This chapter shows only those metrics related directly to disks. However, you should also study system and application- related performance information, because disk information alone may not be sufficient to solve a problem. MeasureWare provides a lot of information about an application's disk utilization that may need to be correlated with system data. For example, the root cause of a disk performance problem may be an I/O- intensive application that is not supposed to be running during production hours. Looking at application and system data in conjunction with disk data can help to find the culprit.

All performance monitoring tools can provide system CPU utilization information. If an application's response time is low, and the system's CPU utilization is less than 95 percent, this may be an indication that a disk bottleneck exists. Other important metrics are disk utilization, disk queue lengths, and the time the system spends waiting for I/O to complete.

To avoid disk bottlenecks, you need to balance I/O across filesystems, disk spindles, and disk controllers to reduce uneven queuing and delays.
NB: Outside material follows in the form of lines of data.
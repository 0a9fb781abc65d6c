use super::{info, required_arg, usage_status};
use crate::commands::registry::CommandInvocation;
use crate::commands::CommandResult;
use crate::core::constants::KNOWN_MODELS;
use crate::core::message::AppMessageKind;
use crate::core::session::{validate_max_tokens, validate_temperature, ChatSession};

const USAGE_TEMPERATURE: &str = "Usage: /temperature <0.0-1.0>";
const USAGE_MAX_TOKENS: &str = "Usage: /max-tokens <n>";

pub(crate) fn handle_model(
    session: &mut ChatSession,
    invocation: CommandInvocation<'_>,
) -> CommandResult {
    let Some(model) = invocation.arg(0) else {
        let mut listing = String::from("Models:");
        for known in KNOWN_MODELS {
            let marker = if *known == session.settings.model {
                "*"
            } else {
                " "
            };
            listing.push_str(&format!("\n {marker} {known}"));
        }
        return info(session, listing);
    };

    if !KNOWN_MODELS.contains(&model) {
        session.add_app_message(
            AppMessageKind::Warning,
            format!("'{model}' is not a known model; requests may be rejected."),
        );
    }
    session.settings.model = model.to_string();
    info(session, format!("Model set: {model}"))
}

pub(crate) fn handle_temperature(
    session: &mut ChatSession,
    invocation: CommandInvocation<'_>,
) -> CommandResult {
    let Some(raw) = required_arg(session, &invocation, 0, USAGE_TEMPERATURE) else {
        return CommandResult::Continue;
    };
    let Ok(value) = raw.parse::<f32>() else {
        return usage_status(session, USAGE_TEMPERATURE);
    };
    match validate_temperature(value) {
        Ok(value) => {
            session.settings.temperature = value;
            info(session, format!("Temperature set: {value}"))
        }
        Err(err) => {
            session.add_app_message(AppMessageKind::Warning, err.to_string());
            CommandResult::Continue
        }
    }
}

pub(crate) fn handle_max_tokens(
    session: &mut ChatSession,
    invocation: CommandInvocation<'_>,
) -> CommandResult {
    let Some(raw) = required_arg(session, &invocation, 0, USAGE_MAX_TOKENS) else {
        return CommandResult::Continue;
    };
    let Ok(value) = raw.parse::<u32>() else {
        return usage_status(session, USAGE_MAX_TOKENS);
    };
    match validate_max_tokens(value) {
        Ok(value) => {
            session.settings.max_tokens = value;
            info(session, format!("Max tokens set: {value}"))
        }
        Err(err) => {
            session.add_app_message(AppMessageKind::Warning, err.to_string());
            CommandResult::Continue
        }
    }
}

pub(crate) fn handle_system(
    session: &mut ChatSession,
    invocation: CommandInvocation<'_>,
) -> CommandResult {
    if invocation.args.is_empty() {
        let current = format!("System message: {}", session.settings.system_message);
        return info(session, current);
    }
    session.settings.system_message = invocation.args.to_string();
    info(session, "System message updated.")
}
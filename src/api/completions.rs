//! Non-streaming chat completions.
//!
//! The upstream may answer a completion request with `202 Accepted` and an
//! id instead of the finished body; the result is then polled from
//! `chat/completions/{id}`.

use reqwest::StatusCode;
use serde_json::Value;
use std::time::Duration;
use tracing::{debug, info, warn};

use crate::core::chat_stream::{ChatClient, StreamRequest, TransportError};
use crate::core::constants::{COMPLETION_POLL_INTERVAL, DEFAULT_COMPLETION_POLL_LIMIT};
use crate::utils::url::construct_api_url;

#[derive(Debug, Clone, Copy, PartialEq, Eq)]
pub struct PollSettings {
    pub interval: Duration,
    /// Status checks made before giving up.
    pub limit: u32,
}

impl Default for PollSettings {
    fn default() -> Self {
        Self {
            interval: COMPLETION_POLL_INTERVAL,
            limit: DEFAULT_COMPLETION_POLL_LIMIT,
        }
    }
}

/// Text of the first choice in a completion body.
pub fn completion_text(body: &Value) -> Option<&str> {
    body.pointer("/choices/0/message/content")
        .and_then(Value::as_str)
}

fn accepted_request_id(body: &Value) -> Option<String> {
    ["id", "request_id"]
        .iter()
        .find_map(|key| body.get(*key).and_then(Value::as_str))
        .map(str::to_owned)
}

async fn read_json(response: reqwest::Response) -> Result<Value, TransportError> {
    let status = response.status();
    let text = response.text().await?;
    serde_json::from_str(&text).map_err(|_| TransportError::Status { status, body: text })
}

impl ChatClient {
    pub async fn complete(&self, request: StreamRequest) -> Result<Value, TransportError> {
        self.complete_with(request, PollSettings::default()).await
    }

    /// Request a completion with `stream: false` and return the JSON body.
    pub async fn complete_with(
        &self,
        request: StreamRequest,
        poll: PollSettings,
    ) -> Result<Value, TransportError> {
        let chat_url = construct_api_url(self.base_url(), "chat/completions");
        info!(model = %request.model, mode = request.mode.name(), "Requesting completion");

        let response = self
            .authorized(self.http().post(&chat_url))
            .json(&request.into_chat_request(false))
            .send()
            .await?;

        let status = response.status();
        if status == StatusCode::ACCEPTED {
            let body = read_json(response).await?;
            let request_id = accepted_request_id(&body).ok_or_else(|| TransportError::Status {
                status,
                body: body.to_string(),
            })?;
            return self.poll_completion(&request_id, poll).await;
        }
        if !status.is_success() {
            let body = response
                .text()
                .await
                .unwrap_or_else(|_| "<no body>".to_string());
            warn!(%status, "Completion rejected");
            return Err(TransportError::Status { status, body });
        }

        read_json(response).await
    }

    async fn poll_completion(
        &self,
        request_id: &str,
        poll: PollSettings,
    ) -> Result<Value, TransportError> {
        let poll_url =
            construct_api_url(self.base_url(), &format!("chat/completions/{request_id}"));
        debug!(request_id, "Completion accepted, polling for result");

        for attempt in 1..=poll.limit {
            tokio::time::sleep(poll.interval).await;

            let response = self.authorized(self.http().get(&poll_url)).send().await?;
            let status = response.status();
            if status == StatusCode::ACCEPTED {
                debug!(request_id, attempt, "Completion still pending");
                continue;
            }
            if !status.is_success() {
                let body = response
                    .text()
                    .await
                    .unwrap_or_else(|_| "<no body>".to_string());
                warn!(%status, request_id, "Completion poll failed");
                return Err(TransportError::Status { status, body });
            }
            return read_json(response).await;
        }

        Err(TransportError::PollTimeout {
            request_id: request_id.to_string(),
            attempts: poll.limit,
        })
    }
}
Performance monitoring tools, such as GlancePlus, can be used to find the process with the highest I/O rate, and also the busiest physical disk. Checking only the I/O rate is insufficient, because a slower device will have a higher utilization than a faster disk with the same I/O rate. If a single disk has greater than 50-percent utilization for an extended period of time, this may be an indication of an I/O bottleneck. The percentage should be compared with that of other disks to see whether a severe load imbalance exists. However, high utilization is not sufficient to identify a problem. The disk may still be capable of handling more I/O. A continually long disk queue length must be present to indicate a problem. Heavily used disks are also likely to have long disk queue lengths.

Both BMC PATROL and MeasureWare collect read cache hit ratio information. Determining how many logical reads are satisfied by the system's buffer cache is an indication of whether the cache size was configured correctly. Because increasing the cache size negatively affects the system memory available for other purposes, the appropriate cache hit ratio depends on the type of workload being run on the system. For I/O-intensive applications, you may want to configure your system such that this ratio is as high as about 90 or 95 percent. Similarly, you may want to ensure that your write cache hit ratio is at least 75 percent. If your hit rates are too low, the system buffer cache may be too small.

After you determine that the system buffer cache is too small, you can increase its size on HP-UX by using SAM. Select Configurable Parameters from the Kernel Configuration functional area. The appropriate parameter to modify depends on whether a static or dynamic buffer cache is being used, but this can be checked on this screen as well. Fixed-size buffer caches are most effective if the environment and workload are static. Dynamic buffer caches fluctuate in size based on demands for I/O or virtual memory, and are useful when workloads vary. If the nbuf and bufpages system parameters are set to zero, then a dynamic buffer cache is in use. When using a dynamic buffer cache on systems with greater than 1GB of real memory, you should lower the maximum size below 50 percent, because caches greater than 500MB actually cause performance degradations.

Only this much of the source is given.